Nephi, in introducing himself, calls attention to the noble character of his parents. He recognizes the advantages that may come to a child through father and mother, both by means of heredity and superior home environments. He knew the value of parental teaching when coupled with a life worthy of emulation. It is characteristically Jewish to honor the parents in this manner. Jewish autobiographers, in beginning their life story, almost always, pay tribute to their lineage. In doing this, Nephi continued a custom that had become a mark of all faithful writers among the Jews. We may consider the fact that Nephi did this, to be a strong bit of evidence supporting the claims made by the Book of Mormon.

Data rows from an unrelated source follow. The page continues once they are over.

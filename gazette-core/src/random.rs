//! Random picks for "related articles" style widgets.

use rand::seq::SliceRandom;
use rand::Rng;

/// One uniformly random element, `None` when `items` is empty
pub fn random_element<T>(items: &[T]) -> Option<&T> {
    random_element_with_rng(items, &mut rand::thread_rng())
}

pub fn random_element_with_rng<'a, T, R>(items: &'a [T], rng: &mut R) -> Option<&'a T>
where
    R: Rng + ?Sized,
{
    items.choose(rng)
}

/// `n` distinct random elements of `items`
///
/// Runs a partial Fisher–Yates shuffle over a vector of references, so the
/// caller's slice is never reordered. Asking for more than `items.len()`
/// returns every element in shuffled order.
pub fn random_elements<T>(items: &[T], n: usize) -> Vec<&T> {
    random_elements_with_rng(items, n, &mut rand::thread_rng())
}

pub fn random_elements_with_rng<'a, T, R>(items: &'a [T], n: usize, rng: &mut R) -> Vec<&'a T>
where
    R: Rng + ?Sized,
{
    let mut pool: Vec<&T> = items.iter().collect();
    let n = n.min(pool.len());

    for i in 0..n {
        let j = rng.gen_range(i..pool.len());
        pool.swap(i, j);
    }

    pool.truncate(n);
    pool
}
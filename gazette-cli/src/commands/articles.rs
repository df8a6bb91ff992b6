//! Article listings: newest first, by tag, and the featured split.

use super::load_blog;
use crate::agent;
use anyhow::Result;
use gazette_core::{dates, Page};
use std::fmt::Write;
use std::path::Path;

pub fn list_articles(config_path: &Path, tag: Option<&str>, json: bool) -> Result<()> {
    let blog = load_blog(config_path)?;
    let articles = match tag {
        Some(tag) => blog.articles_tagged(tag),
        None => blog.articles(),
    };

    if json {
        let payload = agent::envelope("article.list", agent::page_summaries(&articles));
        println!("{}", serde_json::to_string_pretty(&payload)?);
    } else if articles.is_empty() {
        match tag {
            Some(tag) => println!("No articles tagged '{}'", tag),
            None => println!("No articles found"),
        }
    } else {
        print!("{}", render_articles(&articles));
    }
    Ok(())
}

pub fn list_featured(config_path: &Path, json: bool) -> Result<()> {
    let blog = load_blog(config_path)?;
    let featured = blog.featured_articles();
    let others = blog.other_articles();

    if json {
        let payload = agent::envelope(
            "article.featured",
            agent::FeaturedData {
                featured: agent::page_summaries(&featured),
                others: agent::page_summaries(&others),
            },
        );
        println!("{}", serde_json::to_string_pretty(&payload)?);
    } else {
        println!("Featured:");
        print!("{}", render_articles(&featured));
        println!();
        println!("Other articles:");
        print!("{}", render_articles(&others));
    }
    Ok(())
}

fn render_articles(articles: &[&Page]) -> String {
    let mut out = String::new();
    for page in articles {
        let date = dates::display_date(page).unwrap_or_else(|| "undated".to_string());
        let _ = writeln!(out, "{:<18} {}  {}", date, page.path, page.title);
        if !page.tags().is_empty() {
            let _ = writeln!(out, "{:<18} tags: {}", "", page.tags().join(", "));
        }
    }
    out
}

#[cfg(test)]
mod tests {
    use super::*;
    use gazette_core::{classified, Frontmatter};

    fn article(slug: &str, title: &str, date: Option<&str>, tags: &[&str]) -> Page {
        classified(
            Page::new(format!("/articles/{slug}.html")).with_frontmatter(Frontmatter {
                title: Some(title.to_string()),
                date: date.map(str::to_string),
                tags: tags.iter().map(|t| t.to_string()).collect(),
                ..Frontmatter::default()
            }),
        )
    }

    #[test]
    fn test_render_articles() {
        let pages = [
            article("actions", "Laravel actions", Some("2019-06-01"), &["laravel"]),
            article("notes", "Notes", None, &[]),
        ];
        let refs: Vec<&Page> = pages.iter().collect();

        insta::assert_snapshot!(render_articles(&refs), @r"
        June 1, 2019       /articles/actions.html  Laravel actions
                           tags: laravel
        undated            /articles/notes.html  Notes
        ");
    }
}
//! Article listings: newest-first articles, curated featured articles and
//! the remaining "other" articles.
//!
//! Everything here works on borrowed pages. Subsets are compared by identity,
//! never by value, so two distinct pages with equal fields stay distinct.

use crate::config::ThemeConfig;
use crate::dates::{compare_dates_desc, page_date};
use crate::models::Page;

/// Articles of a page collection, newest first
///
/// The sort is stable. Articles without a parseable date keep their
/// relative order and come after every dated article.
pub fn articles<'a>(pages: impl IntoIterator<Item = &'a Page>) -> Vec<&'a Page> {
    let mut dated: Vec<_> = pages
        .into_iter()
        .filter(|page| page.is_article)
        .map(|page| {
            let date = page_date(page);
            if date.is_none() {
                tracing::debug!(path = %page.path, "undated article listed last");
            }
            (date, page)
        })
        .collect();

    dated.sort_by(|(a, _), (b, _)| compare_dates_desc(*a, *b));
    dated.into_iter().map(|(_, page)| page).collect()
}

/// Articles whose date is missing or does not parse, in input order
pub fn undated_articles<'a>(pages: impl IntoIterator<Item = &'a Page>) -> Vec<&'a Page> {
    pages
        .into_iter()
        .filter(|page| page.is_article && page_date(page).is_none())
        .collect()
}

/// Pages whose path appears in `keys`, ordered by their position in `keys`
///
/// Order in `pages` is irrelevant; a key repeated in `keys` counts at its
/// first position and never duplicates a page.
pub fn select_in_order<'a, K: AsRef<str>>(pages: &[&'a Page], keys: &[K]) -> Vec<&'a Page> {
    let position = |page: &Page| keys.iter().position(|k| k.as_ref() == page.path.as_str());

    let mut selected: Vec<(usize, &'a Page)> = pages
        .iter()
        .filter_map(|page| position(page).map(|idx| (idx, *page)))
        .collect();
    selected.sort_by_key(|(idx, _)| *idx);
    selected.into_iter().map(|(_, page)| page).collect()
}

/// `items` minus every element of `to_exclude` (by identity), order preserved
pub fn exclude<'a, T>(items: &[&'a T], to_exclude: &[&T]) -> Vec<&'a T> {
    items
        .iter()
        .copied()
        .filter(|item| !to_exclude.iter().any(|ex| std::ptr::eq(*item, *ex)))
        .collect()
}

/// Curated featured articles, padded with the newest remaining ones
///
/// `all_articles` is expected newest first (see [`articles`]). The curated
/// list is kept in its configured order; if it is shorter than
/// `minimum_featured_articles`, articles not yet featured are appended in
/// `all_articles` order until the minimum is met or none are left.
pub fn featured_articles<'a>(all_articles: &[&'a Page], theme: &ThemeConfig) -> Vec<&'a Page> {
    let mut featured = select_in_order(all_articles, &theme.featured_articles);

    if featured.len() < theme.featured_articles.len() {
        for key in &theme.featured_articles {
            if !featured.iter().any(|page| page.path == key.as_str()) {
                tracing::warn!(path = %key, "featured article not found among articles");
            }
        }
    }

    let minimum = theme.minimum_featured_articles;
    if featured.len() < minimum {
        let padding: Vec<_> = exclude(all_articles, &featured)
            .into_iter()
            .take(minimum - featured.len())
            .collect();
        featured.extend(padding);
    }

    featured
}

/// Articles that are not featured, order preserved
pub fn other_articles<'a>(all_articles: &[&'a Page], featured: &[&Page]) -> Vec<&'a Page> {
    exclude(all_articles, featured)
}
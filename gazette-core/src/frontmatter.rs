//! Frontmatter parsing from markdown files.

use crate::models::Frontmatter;
use regex::Regex;
use std::sync::OnceLock;
use thiserror::Error;

#[derive(Error, Debug)]
pub enum FrontmatterError {
    #[error("Invalid YAML: {0}")]
    YamlError(#[from] serde_yaml::Error),
}

static FRONTMATTER_REGEX: OnceLock<Regex> = OnceLock::new();

fn frontmatter_regex() -> &'static Regex {
    FRONTMATTER_REGEX.get_or_init(|| {
        Regex::new(r"(?s)^---[ \t]*\r?\n(?:(.*?)\r?\n)?---[ \t]*(?:\r?\n(.*))?$").unwrap()
    })
}

/// Parse frontmatter from markdown content
///
/// Returns a tuple of (frontmatter, markdown_body).
/// If no frontmatter is present, returns default frontmatter with the full content as body.
/// No field is required: a blog page may carry nothing but a date, or nothing at all.
///
/// # Example
///
/// ```
/// use gazette_core::frontmatter::parse_frontmatter;
///
/// let content = "---\ntitle: My Post\ndate: 2025-01-01\n---\n# Hello World\n";
///
/// let (fm, body) = parse_frontmatter(content).unwrap();
/// assert_eq!(fm.title.as_deref(), Some("My Post"));
/// assert_eq!(fm.date.as_deref(), Some("2025-01-01"));
/// assert!(body.trim().starts_with("# Hello World"));
/// ```
pub fn parse_frontmatter(content: &str) -> Result<(Frontmatter, String), FrontmatterError> {
    let Some(captures) = frontmatter_regex().captures(content) else {
        return Ok((Frontmatter::default(), content.to_string()));
    };

    let yaml = captures.get(1).map_or("", |m| m.as_str());
    let body = captures.get(2).map_or("", |m| m.as_str());

    let frontmatter = if yaml.trim().is_empty() {
        Frontmatter::default()
    } else {
        serde_yaml::from_str(yaml)?
    };

    Ok((frontmatter, body.to_string()))
}
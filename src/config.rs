//! Site configuration module.
//!
//! Handles loading, validating, and layering `config.toml`. The file lives at
//! the content root; values it sets override the stock defaults, everything
//! else keeps its default.
//!
//! ## Configuration Options
//!
//! ```toml
//! # All options are optional - defaults shown below
//!
//! assets_dir = "assets"     # Copied verbatim to the output root
//!
//! [site]
//! title = "Wiki"            # Suffix of every <title>, home page heading source
//! description = "Welcome to our documentation"
//! home_heading = "Welcome to our Wiki"
//! home_tagline = "Explore our documentation, coding standards and more!"
//!
//! [sidebar]
//! featured_sections = 4     # Section cards shown on the home page
//!
//! [colors.light]
//! background = "#fdf2f8"
//! text = "#1f2937"
//! text_muted = "#6b7280"    # Breadcrumbs, descriptions, inert sidebar labels
//! border = "#fce7f3"
//! accent = "#db2777"        # Links, headings, active sidebar entry
//! accent_soft = "#fce7f3"   # Active sidebar background, hover states
//!
//! [colors.dark]
//! background = "#111827"
//! text = "#f3f4f6"
//! text_muted = "#9ca3af"
//! border = "#374151"
//! accent = "#f472b6"
//! accent_soft = "#3b1d2e"
//!
//! [processing]
//! max_processes = 4         # Max parallel page renderers (omit for auto = CPU cores)
//! ```
//!
//! ## Partial Configuration
//!
//! Config files are sparse: override just the values you want.
//!
//! ```toml
//! [site]
//! title = "Handbook"
//! ```
//!
//! Unknown keys are rejected to catch typos early.

use serde::{Deserialize, Serialize};
use std::fs;
use std::path::Path;
use thiserror::Error;

/// Name of the config file looked up in the content root.
pub const CONFIG_FILE: &str = "config.toml";

#[derive(Error, Debug)]
pub enum ConfigError {
    #[error("IO error: {0}")]
    Io(#[from] std::io::Error),
    #[error("TOML parse error: {0}")]
    Toml(#[from] toml::de::Error),
    #[error("Config validation error: {0}")]
    Validation(String),
}

/// Site configuration loaded from `config.toml`.
///
/// All fields have defaults. User config files need only specify the values
/// they want to override. Unknown keys are rejected.
#[derive(Debug, Clone, Serialize, Deserialize)]
#[serde(default, deny_unknown_fields)]
pub struct SiteConfig {
    /// Directory under the content root copied verbatim to the output root.
    pub assets_dir: String,
    /// Site identity shown in titles and on the home page.
    pub site: SiteInfo,
    /// Sidebar and home page layout.
    pub sidebar: SidebarConfig,
    /// Color schemes for light and dark modes.
    pub colors: ColorConfig,
    /// Parallel rendering settings.
    pub processing: ProcessingConfig,
}

impl Default for SiteConfig {
    fn default() -> Self {
        Self {
            assets_dir: "assets".to_string(),
            site: SiteInfo::default(),
            sidebar: SidebarConfig::default(),
            colors: ColorConfig::default(),
            processing: ProcessingConfig::default(),
        }
    }
}

impl SiteConfig {
    /// Validate config values are usable.
    pub fn validate(&self) -> Result<(), ConfigError> {
        if self.site.title.trim().is_empty() {
            return Err(ConfigError::Validation(
                "site.title must not be empty".into(),
            ));
        }
        if self.assets_dir.trim().is_empty() {
            return Err(ConfigError::Validation(
                "assets_dir must not be empty".into(),
            ));
        }
        for (mode, scheme) in [("light", &self.colors.light), ("dark", &self.colors.dark)] {
            if let Some(key) = scheme.first_empty() {
                return Err(ConfigError::Validation(format!(
                    "colors.{mode}.{key} must not be empty"
                )));
            }
        }
        Ok(())
    }
}

/// Site identity.
#[derive(Debug, Clone, Serialize, Deserialize)]
#[serde(default, deny_unknown_fields)]
pub struct SiteInfo {
    /// Appended to every page title: `Setup | Wiki`.
    pub title: String,
    /// `<meta name="description">` of the home page.
    pub description: String,
    /// Heading of the home page when the content has no root `index.md`.
    pub home_heading: String,
    /// Line under the home page heading.
    pub home_tagline: String,
}

impl Default for SiteInfo {
    fn default() -> Self {
        Self {
            title: "Wiki".to_string(),
            description: "Welcome to our documentation".to_string(),
            home_heading: "Welcome to our Wiki".to_string(),
            home_tagline: "Explore our documentation, coding standards and more!".to_string(),
        }
    }
}

/// Sidebar and home page layout.
#[derive(Debug, Clone, Serialize, Deserialize)]
#[serde(default, deny_unknown_fields)]
pub struct SidebarConfig {
    /// Number of top-level sections shown as cards on the home page.
    pub featured_sections: usize,
}

impl Default for SidebarConfig {
    fn default() -> Self {
        Self {
            featured_sections: 4,
        }
    }
}

/// Parallel rendering settings.
#[derive(Debug, Clone, Default, Serialize, Deserialize)]
#[serde(default, deny_unknown_fields)]
pub struct ProcessingConfig {
    /// Maximum number of parallel page renderers.
    /// When absent, defaults to the number of CPU cores.
    /// Values larger than the core count are clamped down.
    pub max_processes: Option<usize>,
}

/// Resolve the effective thread count from config.
///
/// - `None` → use all available cores
/// - `Some(n)` → use `min(n, cores)`, at least one
pub fn effective_threads(config: &ProcessingConfig) -> usize {
    let cores = std::thread::available_parallelism()
        .map(|n| n.get())
        .unwrap_or(1);
    config
        .max_processes
        .map(|n| n.clamp(1, cores))
        .unwrap_or(cores)
}

/// Color configuration for light and dark modes.
#[derive(Debug, Clone, Serialize, Deserialize)]
#[serde(default, deny_unknown_fields)]
pub struct ColorConfig {
    /// Light mode color scheme.
    pub light: ColorScheme,
    /// Dark mode color scheme.
    pub dark: ColorScheme,
}

impl Default for ColorConfig {
    fn default() -> Self {
        Self {
            light: ColorScheme::default_light(),
            dark: ColorScheme::default_dark(),
        }
    }
}

/// Individual color scheme (light or dark).
#[derive(Debug, Clone, Serialize, Deserialize)]
#[serde(default, deny_unknown_fields)]
pub struct ColorScheme {
    /// Page background.
    pub background: String,
    /// Primary text color.
    pub text: String,
    /// Secondary text (breadcrumbs, descriptions, inert sidebar labels).
    pub text_muted: String,
    /// Card and sidebar borders.
    pub border: String,
    /// Links, headings and the active sidebar entry.
    pub accent: String,
    /// Active sidebar background and hover states.
    pub accent_soft: String,
}

impl ColorScheme {
    pub fn default_light() -> Self {
        Self {
            background: "#fdf2f8".to_string(),
            text: "#1f2937".to_string(),
            text_muted: "#6b7280".to_string(),
            border: "#fce7f3".to_string(),
            accent: "#db2777".to_string(),
            accent_soft: "#fce7f3".to_string(),
        }
    }

    pub fn default_dark() -> Self {
        Self {
            background: "#111827".to_string(),
            text: "#f3f4f6".to_string(),
            text_muted: "#9ca3af".to_string(),
            border: "#374151".to_string(),
            accent: "#f472b6".to_string(),
            accent_soft: "#3b1d2e".to_string(),
        }
    }

    fn first_empty(&self) -> Option<&'static str> {
        [
            ("background", &self.background),
            ("text", &self.text),
            ("text_muted", &self.text_muted),
            ("border", &self.border),
            ("accent", &self.accent),
            ("accent_soft", &self.accent_soft),
        ]
        .into_iter()
        .find(|(_, value)| value.trim().is_empty())
        .map(|(key, _)| key)
    }
}

impl Default for ColorScheme {
    fn default() -> Self {
        Self::default_light()
    }
}

// =============================================================================
// Config loading, merging, and validation
// =============================================================================

/// Returns the stock default config as a `toml::Value::Table`.
///
/// The base layer user overrides are merged on top of.
pub fn stock_defaults_value() -> Result<toml::Value, ConfigError> {
    toml::Value::try_from(SiteConfig::default())
        .map_err(|e| ConfigError::Validation(format!("stock defaults do not serialize: {e}")))
}

/// Recursively merge `overlay` on top of `base`.
///
/// - Tables are merged key-by-key (overlay keys override base keys).
/// - Non-table values in overlay replace base values entirely.
/// - Keys in base that are not in overlay are preserved.
pub fn merge_toml(base: toml::Value, overlay: toml::Value) -> toml::Value {
    match (base, overlay) {
        (toml::Value::Table(mut base_table), toml::Value::Table(overlay_table)) => {
            for (key, overlay_val) in overlay_table {
                let merged = match base_table.remove(&key) {
                    Some(base_val) => merge_toml(base_val, overlay_val),
                    None => overlay_val,
                };
                base_table.insert(key, merged);
            }
            toml::Value::Table(base_table)
        }
        (_, overlay) => overlay,
    }
}

/// Load `config.toml` from a directory as a raw TOML value.
///
/// Returns `Ok(None)` if the directory has no config file and `Err` if the
/// file exists but is not valid TOML.
pub fn load_raw_config(dir: &Path) -> Result<Option<toml::Value>, ConfigError> {
    let config_path = dir.join(CONFIG_FILE);
    if !config_path.exists() {
        return Ok(None);
    }
    let content = fs::read_to_string(&config_path)?;
    let value: toml::Value = toml::from_str(&content)?;
    Ok(Some(value))
}

/// Merge an optional overlay onto a base value, then deserialize and validate.
pub fn resolve_config(
    base: toml::Value,
    overlay: Option<toml::Value>,
) -> Result<SiteConfig, ConfigError> {
    let merged = match overlay {
        Some(ov) => merge_toml(base, ov),
        None => base,
    };
    let config: SiteConfig = merged.try_into()?;
    config.validate()?;
    Ok(config)
}

/// Load config from `config.toml` in the content root.
///
/// Merges user values on top of stock defaults, rejects unknown keys,
/// and validates the result.
pub fn load_config(root: &Path) -> Result<SiteConfig, ConfigError> {
    let base = stock_defaults_value()?;
    let overlay = load_raw_config(root)?;
    resolve_config(base, overlay)
}

/// Returns a fully-commented stock `config.toml` with all keys and explanations.
///
/// Used by the `gen-config` CLI command.
pub fn stock_config_toml() -> &'static str {
    r##"# Simple Docs Configuration
# =========================
# All settings are optional. Remove or comment out any you don't need.
# Values shown below are the defaults.
#
# Place this file at the root of the content directory:
#   content/config.toml
#
# Only the keys you want to change are needed.
# Unknown keys will cause an error.

# Directory (inside the content root) copied verbatim to the output root.
assets_dir = "assets"

# ---------------------------------------------------------------------------
# Site identity
# ---------------------------------------------------------------------------
[site]
# Appended to every page title: "Setup | Wiki".
title = "Wiki"

# Description meta tag of the home page.
description = "Welcome to our documentation"

# Home page heading and tagline (used when there is no content/index.md).
home_heading = "Welcome to our Wiki"
home_tagline = "Explore our documentation, coding standards and more!"

# ---------------------------------------------------------------------------
# Sidebar / home page
# ---------------------------------------------------------------------------
[sidebar]
# Number of top-level sections shown as cards on the home page.
featured_sections = 4

# ---------------------------------------------------------------------------
# Colors - Light mode (prefers-color-scheme: light)
# ---------------------------------------------------------------------------
[colors.light]
background = "#fdf2f8"
text = "#1f2937"
text_muted = "#6b7280"    # Breadcrumbs, descriptions, inert sidebar labels
border = "#fce7f3"
accent = "#db2777"        # Links, headings, active sidebar entry
accent_soft = "#fce7f3"   # Active sidebar background, hover states

# ---------------------------------------------------------------------------
# Colors - Dark mode (prefers-color-scheme: dark)
# ---------------------------------------------------------------------------
[colors.dark]
background = "#111827"
text = "#f3f4f6"
text_muted = "#9ca3af"
border = "#374151"
accent = "#f472b6"
accent_soft = "#3b1d2e"

# ---------------------------------------------------------------------------
# Processing
# ---------------------------------------------------------------------------
[processing]
# Maximum parallel page renderers.
# Omit or comment out to auto-detect (= number of CPU cores).
# max_processes = 4
"##
}

/// Generate CSS custom properties from color config.
pub fn generate_color_css(colors: &ColorConfig) -> String {
    format!(
        r#":root {{
{light}
}}

@media (prefers-color-scheme: dark) {{
    :root {{
{dark}
    }}
}}"#,
        light = color_vars(&colors.light, "    "),
        dark = color_vars(&colors.dark, "        "),
    )
}

fn color_vars(scheme: &ColorScheme, pad: &str) -> String {
    [
        ("bg", &scheme.background),
        ("text", &scheme.text),
        ("text-muted", &scheme.text_muted),
        ("border", &scheme.border),
        ("accent", &scheme.accent),
        ("accent-soft", &scheme.accent_soft),
    ]
    .iter()
    .map(|(name, value)| format!("{pad}--color-{name}: {value};"))
    .collect::<Vec<_>>()
    .join("\n")
}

Josephus starts the story of his life by stating that he was a descendant of a long line of priests and nobles. Of his father, Matthias, he states that he "was considerable for his extraction but more for his justice and authority in Jerusalem." He then says that he was raised by his brother, Matthias, and was instructed in the sciences. He was, he adds, so precocious, as a child of fourteen years of age that "I was praised by all men in regard to the good affection I had to learning; and priests and the noblest citizens vouchsafed to ask my opinion of things that concerned our laws and our ordinances." Josephus, like Nephi, notes the piety of his ancestors and the knowledge he had received in his childhood.
The author of "Ecclesiasticus" says of his grandfather, a man named Jesus, that he "was a man of great diligence and wisdom among the Hebrews," and the author of "The History of Susanna" says of the heroine that "her parents were righteous and taught their daughter according to the law of Moses."